1

There are a number of limitations that a judge can place on the examination or cross examination of a witness. For instance, a judge can bar questions that are "immaterial, irrelevant an/or incompetent." Ditto for a question that has been asked and answered earlier. And cross examination is usually limited to matters brought up in direct examination. These are what I call "subject matter" limitations.

But are judges allowed to place limitations on non subject matter issues, and if so, when? For instance, is a judge allowed to say, "we would like to save time on this case," and therefore place a limit to the time or number of questions asked of a witness, even when clearly relevant. How about a limit on the number of witnesses?

2

Courts have "inherent authority to manage their dockets and courtrooms with a view toward the efficient and expedient resolution of cases." Dietz v. Bouldin, 136 S. Ct. 1885, 1892 (2016).

Courts routinely -- and relatively uncontroversially -- use this authority to do just the kinds of things you're talking about. Parties almost always have more witnesses and evidence available than the court is willing to entertain, so the courts frequently enter orders saying that the trial will be limited to X days, or that each side is limited to Y witnesses.

In addition to that inherent authority, courts are permitted to impose such restrictions under Federal Rule of Evidence 403, which permits the exclusion of evidence that is much more likely to waste time or be needlessly cumulative.

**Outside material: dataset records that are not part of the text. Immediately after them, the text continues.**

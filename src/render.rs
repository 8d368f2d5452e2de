//! Complete HLSL compute program for a descriptor.

use std::collections::HashSet;

use crate::binding::RangeKind;
use crate::config::ShaderConfig;
use crate::descriptor::KernelDescriptor;
use crate::types::Category;

/// `base`, or `base_` repeated until it is not a capture's identifier.
fn block_name(base: String, taken: &HashSet<&str>) -> String {
    let mut name = base;
    while taken.contains(name.as_str()) {
        name.push('_');
    }
    name
}

/// Render the program: declarations in slot order, then the entry point.
///
/// Constant-buffer arrays are declared with
/// [`ShaderConfig::constant_buffer_capacity`] elements; each element starts
/// on its own 16-byte register.
pub fn render_shader(descriptor: &KernelDescriptor, config: &ShaderConfig) -> String {
    let taken: HashSet<&str> = descriptor
        .resources()
        .iter()
        .chain(descriptor.scalars())
        .map(|f| f.shader_name.as_str())
        .collect();

    let mut out: Vec<String> = vec!["#pragma pack_matrix(row_major)".to_string(), String::new()];

    let layout = descriptor.uniform_layout();
    if !layout.entries.is_empty() {
        out.push(format!(
            "cbuffer {} : register(b0)",
            block_name("_uniforms".to_string(), &taken)
        ));
        out.push("{".to_string());
        for (field, entry) in descriptor.scalars().iter().zip(&layout.entries) {
            out.push(format!(
                "    {} {} : packoffset({});",
                field.hlsl_type,
                field.shader_name,
                entry.pack_offset()
            ));
        }
        out.push("};".to_string());
        out.push(String::new());
    }

    let mut buffers = Vec::new();
    for slot in descriptor.slots().iter().filter(|s| !s.is_uniform()) {
        let Some(field) = slot.resource.and_then(|i| descriptor.resources().get(i)) else {
            continue;
        };
        let register = format!("{}{}", RangeKind::of(slot.category).register_class(), slot.index);
        match slot.category {
            Category::ConstantBuffer => {
                out.push(format!(
                    "cbuffer {} : register({})",
                    block_name(format!("_cb_{}", field.shader_name), &taken),
                    register
                ));
                out.push("{".to_string());
                out.push(format!(
                    "    {} {}[{}];",
                    field.hlsl_type, field.shader_name, config.constant_buffer_capacity
                ));
                out.push("};".to_string());
                out.push(String::new());
            }
            _ => buffers.push(format!(
                "{} {} : register({});",
                field.hlsl_type, field.shader_name, register
            )),
        }
    }
    if !buffers.is_empty() {
        out.extend(buffers);
        out.push(String::new());
    }

    let [x, y, z] = config.thread_group;
    out.push(format!("[numthreads({}, {}, {})]", x, y, z));
    out.push(format!(
        "void {}(uint3 {} : SV_DispatchThreadID)",
        config.entry_point,
        descriptor.thread_ids()
    ));
    out.push(descriptor.body().to_string());

    let mut text = out.join("\n");
    text.push('\n');
    text
}

#[cfg(test)]
mod tests {
    use super::*;
    use crate::capture::{CaptureSource, CapturedField};
    use crate::kernel::{Capture, FieldDecl, Kernel, KernelId, KernelSource};

    struct Sample;

    impl Kernel for Sample {
        fn source() -> KernelSource {
            KernelSource::new("|ids| { }")
        }

        fn fields() -> Vec<FieldDecl> {
            Vec::new()
        }

        fn capture(&self, _: usize) -> Capture<'_> {
            Capture::bool(false)
        }
    }

    fn field(name: &str, hlsl: &str, category: Category, slot: Option<u32>) -> CapturedField {
        CapturedField {
            name: name.to_string(),
            shader_name: name.to_string(),
            host_type: "f32".parse().unwrap(),
            hlsl_type: hlsl.to_string(),
            category,
            slot,
            source: CaptureSource::Instance(0),
        }
    }

    #[test]
    fn test_full_program() {
        let descriptor = KernelDescriptor::new(
            KernelId::of::<Sample>(),
            "{\n    output[ids.x] = input[ids.x] * scale + weights[0].x;\n}".to_string(),
            "ids".to_string(),
            vec![
                field("output", "RWStructuredBuffer<float>", Category::ReadWriteBuffer, Some(0)),
                field("input", "StructuredBuffer<float>", Category::ReadOnlyBuffer, Some(0)),
                field("weights", "float2", Category::ConstantBuffer, Some(1)),
            ],
            vec![field("scale", "float", Category::ScalarOrVector, None)],
        );
        let config = ShaderConfig::default().thread_group(8, 8, 1).constant_buffer_capacity(4);
        let expected = "\
#pragma pack_matrix(row_major)

cbuffer _uniforms : register(b0)
{
    float scale : packoffset(c0.x);
};

cbuffer _cb_weights : register(b1)
{
    float2 weights[4];
};

StructuredBuffer<float> input : register(t0);
RWStructuredBuffer<float> output : register(u0);

[numthreads(8, 8, 1)]
void CSMain(uint3 ids : SV_DispatchThreadID)
{
    output[ids.x] = input[ids.x] * scale + weights[0].x;
}
";
        assert_eq!(render_shader(&descriptor, &config), expected);
    }

    #[test]
    fn test_empty_uniform_block_is_omitted() {
        let descriptor = KernelDescriptor::new(
            KernelId::of::<Sample>(),
            "{\n}".to_string(),
            "tid".to_string(),
            Vec::new(),
            Vec::new(),
        );
        let text = render_shader(&descriptor, &ShaderConfig::default().entry_point("Main"));
        assert!(!text.contains("cbuffer"));
        assert!(text.contains("[numthreads(64, 1, 1)]\nvoid Main(uint3 tid : SV_DispatchThreadID)\n{\n}\n"));
    }

    #[test]
    fn test_block_names_avoid_captures() {
        let descriptor = KernelDescriptor::new(
            KernelId::of::<Sample>(),
            "{\n}".to_string(),
            "ids".to_string(),
            Vec::new(),
            vec![field("_uniforms", "float", Category::ScalarOrVector, None)],
        );
        let text = render_shader(&descriptor, &ShaderConfig::default());
        assert!(text.contains("cbuffer _uniforms_ : register(b0)"));
        assert!(text.contains("float _uniforms : packoffset(c0.x);"));
    }
}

While the court has quite a bit of discretion in entering these orders, that authority is not unlimited. It may not be exercised to unfairly benefit one side or make it impossible to put on a case. Under Dietz, any exercise of this discretion must be a "reasonable response" to the challenges facing the court, and it must be tailored to avoid any unfair prejudice to the parties.

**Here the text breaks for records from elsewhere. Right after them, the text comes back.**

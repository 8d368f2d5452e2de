mod expr;
mod stmts;

use crate::diagnostic::Diagnostic;
use crate::span::{Span, Spanned};
use crate::syntax::ast::*;
use crate::syntax::lexeme::Lexeme;
use crate::types::HostType;

const MAX_NESTING_DEPTH: u32 = 256;

pub(crate) struct Parser {
    tokens: Vec<Spanned<Lexeme>>,
    pos: usize,
    diagnostics: Vec<Diagnostic>,
    depth: u32,
}

impl Parser {
    pub(crate) fn new(tokens: Vec<Spanned<Lexeme>>) -> Self {
        Self {
            tokens,
            pos: 0,
            diagnostics: Vec::new(),
            depth: 0,
        }
    }

    fn enter_nesting(&mut self) -> bool {
        self.depth += 1;
        if self.depth > MAX_NESTING_DEPTH {
            self.error_with_help(
                "nesting depth exceeded (maximum 256 levels)",
                "split deeply nested expressions into intermediate `let` bindings",
            );
            return false;
        }
        true
    }

    fn exit_nesting(&mut self) {
        self.depth -= 1;
    }

    /// Parse `[move] |param[: Type]| body`.
    pub(crate) fn parse_closure(mut self) -> Result<Closure, Vec<Diagnostic>> {
        self.eat(&Lexeme::Move);

        if self.at(&Lexeme::PipePipe) {
            self.error_with_help(
                "kernel closure has no parameters",
                "kernel bodies take exactly one parameter: `|ids: ThreadIds| { ... }`",
            );
            return Err(self.diagnostics);
        }
        if !self.at(&Lexeme::Pipe) {
            self.error_with_help(
                &format!("expected kernel closure, found {}", self.peek().description()),
                "kernel bodies are closures of the form `|ids: ThreadIds| { ... }`",
            );
            return Err(self.diagnostics);
        }
        self.advance();

        let name = self.expect_ident();
        let ty = if self.eat(&Lexeme::Colon) {
            Some(self.parse_type())
        } else {
            None
        };
        if self.at(&Lexeme::Comma) {
            self.error_with_help(
                "kernel closure takes more than one parameter",
                "kernel bodies take exactly one parameter: `|ids: ThreadIds| { ... }`",
            );
        }
        while !self.at(&Lexeme::Pipe) && !self.at(&Lexeme::Eof) {
            self.advance();
        }
        self.expect(&Lexeme::Pipe);

        let body = if self.at(&Lexeme::LBrace) {
            self.parse_block()
        } else {
            // Expression-bodied closure: `|ids| out[ids.x] = 1.0`
            let stmt = self.parse_simple_stmt(true);
            let span = stmt.span;
            Spanned::new(Block { stmts: vec![stmt] }, span)
        };

        if !self.at(&Lexeme::Eof) {
            self.error_at_current(&format!(
                "unexpected {} after kernel body",
                self.peek().description()
            ));
        }

        if !self.diagnostics.is_empty() {
            return Err(self.diagnostics);
        }
        Ok(Closure {
            param: Param { name, ty },
            body,
        })
    }

    /// `path::Name` or `path::Name<Arg, ...>`.
    fn parse_type(&mut self) -> Spanned<HostType> {
        let start = self.current_span();
        let mut segments = vec![self.expect_ident().node];
        while self.eat(&Lexeme::ColonColon) {
            segments.push(self.expect_ident().node);
        }
        let mut args = Vec::new();
        if self.eat(&Lexeme::Lt) {
            loop {
                args.push(self.parse_type().node);
                if !self.eat(&Lexeme::Comma) {
                    break;
                }
            }
            self.expect_generic_close();
        }
        let span = start.merge(self.prev_span());
        Spanned::new(HostType::generic(&segments.join("::"), args), span)
    }

    /// Close a generic argument list, splitting `>>` into two `>`.
    fn expect_generic_close(&mut self) {
        match self.peek() {
            Lexeme::Gt => {
                self.advance();
            }
            Lexeme::Shr => {
                let span = self.current_span();
                self.tokens[self.pos] = Spanned::new(Lexeme::Gt, Span::new(span.start + 1, span.end));
            }
            _ => {
                self.expect(&Lexeme::Gt);
            }
        }
    }

    // --- Utility methods ---

    fn peek(&self) -> &Lexeme {
        &self.tokens[self.pos].node
    }

    fn current_span(&self) -> Span {
        self.tokens[self.pos].span
    }

    fn prev_span(&self) -> Span {
        if self.pos > 0 {
            self.tokens[self.pos - 1].span
        } else {
            self.current_span()
        }
    }

    fn advance(&mut self) -> &Spanned<Lexeme> {
        let tok = &self.tokens[self.pos];
        if self.pos < self.tokens.len() - 1 {
            self.pos += 1;
        }
        tok
    }

    fn at(&self, token: &Lexeme) -> bool {
        std::mem::discriminant(self.peek()) == std::mem::discriminant(token)
    }

    fn eat(&mut self, token: &Lexeme) -> bool {
        if self.at(token) {
            self.advance();
            true
        } else {
            false
        }
    }

    fn expect(&mut self, token: &Lexeme) -> Span {
        if self.at(token) {
            let span = self.current_span();
            self.advance();
            span
        } else {
            self.error_at_current(&format!(
                "expected {}, found {}",
                token.description(),
                self.peek().description()
            ));
            self.current_span()
        }
    }

    fn expect_ident(&mut self) -> Spanned<String> {
        if let Lexeme::Ident(name) = self.peek().clone() {
            let span = self.current_span();
            self.advance();
            Spanned::new(name, span)
        } else {
            self.error_at_current(&format!(
                "expected identifier, found {}",
                self.peek().description()
            ));
            Spanned::new("_error_".to_string(), self.current_span())
        }
    }

    fn error_at_current(&mut self, msg: &str) {
        self.diagnostics
            .push(Diagnostic::error(msg.to_string(), self.current_span()));
    }

    fn error_with_help(&mut self, msg: &str, help: &str) {
        self.diagnostics.push(
            Diagnostic::error(msg.to_string(), self.current_span()).with_help(help.to_string()),
        );
    }
}

/// Returns (left binding power, right binding power) for a binary operator.
/// Higher binding power = higher precedence. Mirrors Rust's table; the
/// rewriter re-parenthesizes where C precedence differs.
fn op_binding_power(op: BinOp) -> (u8, u8) {
    match op {
        BinOp::Or => (2, 3),
        BinOp::And => (4, 5),
        BinOp::Eq | BinOp::Ne | BinOp::Lt | BinOp::Le | BinOp::Gt | BinOp::Ge => (6, 7),
        BinOp::BitOr => (8, 9),
        BinOp::BitXor => (10, 11),
        BinOp::BitAnd => (12, 13),
        BinOp::Shl | BinOp::Shr => (14, 15),
        BinOp::Add | BinOp::Sub => (16, 17),
        BinOp::Mul | BinOp::Div | BinOp::Rem => (18, 19),
    }
}

/// Left binding power of the postfix `as` cast.
const CAST_BP: u8 = 20;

So if you're in small-claims court for missing a rent payment, it would generally be uncontroversial for the court to limit trial to one day, and limit the parties to two or three witnesses apiece. But if the court has a sprawling class-action involving multiple plaintiffs, multiple defendants, and multiple claims requiring expert testimony on scientific questions outside the understanding of the average juror, the court is going to be required to allocate quite a bit more time for trial.

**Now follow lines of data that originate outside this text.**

/// HLSL spelling of a numeric or boolean literal.
pub fn normalize_literal(lit: &Literal) -> String {
    match lit {
        Literal::Bool(b) => b.to_string(),
        Literal::Int { text, suffix } => {
            let digits = text.replace('_', "");
            let digits = match digits.get(..2) {
                Some("0b") => radix_to_decimal(&digits, 2),
                Some("0o") => radix_to_decimal(&digits, 8),
                _ => digits,
            };
            match suffix.as_deref() {
                Some("u" | "U" | "u32" | "usize") => format!("{}u", digits),
                _ => digits,
            }
        }
        Literal::Float { text, suffix } => {
            let digits = text.replace('_', "");
            let is_fractional = digits.contains(&['.', 'e', 'E'][..]);
            if suffix.is_some() && !is_fractional {
                format!("{}.0", digits)
            } else {
                digits
            }
        }
    }
}

/// HLSL has no binary or `0o` octal literals.
fn radix_to_decimal(digits: &str, radix: u32) -> String {
    u64::from_str_radix(&digits[2..], radix)
        .map(|v| v.to_string())
        .unwrap_or_else(|_| digits.to_string())
}

/// Rewrite a recovered body to HLSL.
pub fn rewrite(body: &RecoveredBody, table: &dyn TypeTable) -> Result<RewrittenBody, Vec<Diagnostic>> {
    let (names, capture_names) = capture_names(body.fields.iter().map(|f| f.name));
    let mut rewriter = Rewriter::new(body, table, names, capture_names);
    rewriter.block(&body.closure.body);

    if !rewriter.diagnostics.is_empty() {
        return Err(rewriter.diagnostics);
    }
    let text = rewriter.out.trim_end().to_string();
    let thread_ids = rewriter.local_names[LocalId::PARAM.0 as usize].clone();
    Ok(RewrittenBody {
        text,
        thread_ids,
        capture_names: rewriter.capture_names,
        statics: rewriter.statics,
        static_names: rewriter.static_names,
    })
}

struct Rewriter<'a> {
    body: &'a RecoveredBody,
    model: &'a SymbolModel,
    table: &'a dyn TypeTable,
    names: NameAllocator,
    capture_names: Vec<String>,
    local_names: Vec<String>,
    /// Static catalog index to position in `statics`.
    static_slots: HashMap<usize, usize>,
    statics: Vec<StaticCapture>,
    static_names: Vec<String>,
    out: String,
    indent: usize,
    diagnostics: Vec<Diagnostic>,
}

I think it would be much less common, though, to have a judge say that the questions for Witness Z can only be one hour or something like that. Once the court has set an overall limit on how much time the sides have to present their case, they're not usually going to micromanage how that time is spent. Still, if a lawyer is really harping on a point that has already been made clear, it's quite normal for the judge to direct the lawyer to move on to other lines of questions.